● Activity:
Reproduce, character for character, the entries from their opening line through the line with "#[derive(Debug, Clone)]".
------------------------------------------------
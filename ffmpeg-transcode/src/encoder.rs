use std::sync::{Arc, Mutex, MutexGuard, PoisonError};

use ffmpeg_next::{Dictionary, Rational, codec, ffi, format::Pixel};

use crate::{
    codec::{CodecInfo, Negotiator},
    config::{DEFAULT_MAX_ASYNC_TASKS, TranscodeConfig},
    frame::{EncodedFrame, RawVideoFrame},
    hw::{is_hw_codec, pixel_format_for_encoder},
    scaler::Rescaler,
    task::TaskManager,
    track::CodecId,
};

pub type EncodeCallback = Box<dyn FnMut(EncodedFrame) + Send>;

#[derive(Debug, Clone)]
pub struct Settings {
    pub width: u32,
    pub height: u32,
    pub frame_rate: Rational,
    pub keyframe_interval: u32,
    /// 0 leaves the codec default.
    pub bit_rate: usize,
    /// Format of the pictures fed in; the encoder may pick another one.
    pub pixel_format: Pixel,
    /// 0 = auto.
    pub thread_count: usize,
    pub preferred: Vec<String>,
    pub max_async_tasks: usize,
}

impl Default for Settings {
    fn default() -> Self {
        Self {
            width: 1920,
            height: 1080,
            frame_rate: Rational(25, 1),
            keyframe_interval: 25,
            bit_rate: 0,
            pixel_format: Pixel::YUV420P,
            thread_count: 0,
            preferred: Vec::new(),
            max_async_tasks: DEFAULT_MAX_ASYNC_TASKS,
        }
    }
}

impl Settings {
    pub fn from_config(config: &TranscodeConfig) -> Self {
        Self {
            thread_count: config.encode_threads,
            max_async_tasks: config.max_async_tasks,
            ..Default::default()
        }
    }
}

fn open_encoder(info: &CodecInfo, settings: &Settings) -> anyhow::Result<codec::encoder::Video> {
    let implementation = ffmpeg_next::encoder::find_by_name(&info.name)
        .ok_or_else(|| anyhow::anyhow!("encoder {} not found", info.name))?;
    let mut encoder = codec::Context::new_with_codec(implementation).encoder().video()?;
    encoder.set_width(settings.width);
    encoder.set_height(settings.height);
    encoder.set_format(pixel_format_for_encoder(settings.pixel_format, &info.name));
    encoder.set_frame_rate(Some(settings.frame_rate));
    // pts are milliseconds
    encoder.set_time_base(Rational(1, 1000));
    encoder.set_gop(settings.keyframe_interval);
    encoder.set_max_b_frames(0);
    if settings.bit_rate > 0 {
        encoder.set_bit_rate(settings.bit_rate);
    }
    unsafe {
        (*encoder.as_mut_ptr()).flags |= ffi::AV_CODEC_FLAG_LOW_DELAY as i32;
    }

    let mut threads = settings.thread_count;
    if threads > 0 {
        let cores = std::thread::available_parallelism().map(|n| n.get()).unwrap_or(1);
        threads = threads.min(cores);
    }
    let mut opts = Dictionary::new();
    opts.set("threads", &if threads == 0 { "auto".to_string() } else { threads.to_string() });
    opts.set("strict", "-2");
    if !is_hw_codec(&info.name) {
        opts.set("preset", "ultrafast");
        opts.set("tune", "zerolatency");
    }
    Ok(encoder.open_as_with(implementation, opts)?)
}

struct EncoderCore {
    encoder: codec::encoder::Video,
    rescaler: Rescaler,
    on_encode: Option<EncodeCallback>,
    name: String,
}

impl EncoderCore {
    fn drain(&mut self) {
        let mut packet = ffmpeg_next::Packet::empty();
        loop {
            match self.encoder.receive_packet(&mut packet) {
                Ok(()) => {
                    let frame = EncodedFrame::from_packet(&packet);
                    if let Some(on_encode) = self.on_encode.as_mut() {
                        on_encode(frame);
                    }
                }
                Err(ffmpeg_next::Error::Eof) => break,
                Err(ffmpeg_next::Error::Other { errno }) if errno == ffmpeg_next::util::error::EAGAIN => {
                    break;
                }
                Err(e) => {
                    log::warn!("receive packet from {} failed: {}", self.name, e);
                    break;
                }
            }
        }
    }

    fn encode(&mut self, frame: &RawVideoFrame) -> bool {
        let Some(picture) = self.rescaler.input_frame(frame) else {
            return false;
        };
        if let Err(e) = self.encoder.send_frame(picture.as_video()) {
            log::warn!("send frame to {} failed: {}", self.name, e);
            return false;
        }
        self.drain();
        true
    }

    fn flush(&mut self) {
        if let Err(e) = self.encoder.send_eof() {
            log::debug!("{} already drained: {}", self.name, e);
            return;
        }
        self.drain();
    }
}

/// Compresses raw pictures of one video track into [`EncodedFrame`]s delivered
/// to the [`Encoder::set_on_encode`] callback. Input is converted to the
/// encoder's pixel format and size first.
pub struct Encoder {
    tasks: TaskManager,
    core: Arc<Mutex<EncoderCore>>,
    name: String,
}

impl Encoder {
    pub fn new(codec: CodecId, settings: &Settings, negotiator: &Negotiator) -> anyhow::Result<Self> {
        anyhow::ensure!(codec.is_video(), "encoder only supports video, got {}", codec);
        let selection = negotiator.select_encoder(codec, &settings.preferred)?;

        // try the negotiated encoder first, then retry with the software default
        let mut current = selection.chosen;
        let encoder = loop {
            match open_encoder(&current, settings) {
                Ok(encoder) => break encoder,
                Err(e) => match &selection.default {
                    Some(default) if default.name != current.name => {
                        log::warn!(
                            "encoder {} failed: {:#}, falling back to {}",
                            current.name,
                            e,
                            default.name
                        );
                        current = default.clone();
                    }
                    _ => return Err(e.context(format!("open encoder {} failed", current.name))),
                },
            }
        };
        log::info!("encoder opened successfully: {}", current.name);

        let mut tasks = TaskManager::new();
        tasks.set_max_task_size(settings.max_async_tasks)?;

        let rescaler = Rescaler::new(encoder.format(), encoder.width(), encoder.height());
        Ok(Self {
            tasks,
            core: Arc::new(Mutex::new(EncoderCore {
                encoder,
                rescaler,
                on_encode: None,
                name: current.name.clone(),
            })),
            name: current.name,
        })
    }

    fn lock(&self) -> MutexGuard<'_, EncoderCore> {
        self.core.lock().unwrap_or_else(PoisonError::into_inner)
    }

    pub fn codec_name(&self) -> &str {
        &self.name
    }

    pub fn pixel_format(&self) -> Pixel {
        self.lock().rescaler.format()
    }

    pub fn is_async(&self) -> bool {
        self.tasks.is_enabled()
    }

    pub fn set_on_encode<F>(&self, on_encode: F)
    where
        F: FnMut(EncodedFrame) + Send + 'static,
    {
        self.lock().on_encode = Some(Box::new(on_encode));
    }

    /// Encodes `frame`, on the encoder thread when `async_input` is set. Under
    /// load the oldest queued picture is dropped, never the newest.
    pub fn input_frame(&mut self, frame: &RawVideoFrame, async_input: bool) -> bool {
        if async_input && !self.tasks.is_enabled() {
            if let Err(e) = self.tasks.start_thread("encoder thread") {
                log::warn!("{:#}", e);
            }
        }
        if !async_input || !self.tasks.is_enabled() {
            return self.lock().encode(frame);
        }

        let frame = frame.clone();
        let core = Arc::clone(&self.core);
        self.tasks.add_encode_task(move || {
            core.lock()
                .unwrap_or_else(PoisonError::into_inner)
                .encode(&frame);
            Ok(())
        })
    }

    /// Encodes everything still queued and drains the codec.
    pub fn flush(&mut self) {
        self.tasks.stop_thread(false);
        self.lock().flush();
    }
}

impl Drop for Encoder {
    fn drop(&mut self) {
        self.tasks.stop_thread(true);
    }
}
------------------------------------------------
● Exercise output:
filename ffmpeg-transcode/src/encoder.rs
use std::sync::{Arc, Mutex, MutexGuard, PoisonError};

use ffmpeg_next::{Dictionary, Rational, codec, ffi, format::Pixel};

use crate::{
    codec::{CodecInfo, Negotiator},
    config::{DEFAULT_MAX_ASYNC_TASKS, TranscodeConfig},
    frame::{EncodedFrame, RawVideoFrame},
    hw::{is_hw_codec, pixel_format_for_encoder},
    scaler::Rescaler,
    task::TaskManager,
    track::CodecId,
};

pub type EncodeCallback = Box<dyn FnMut(EncodedFrame) + Send>;

#[derive(Debug, Clone)]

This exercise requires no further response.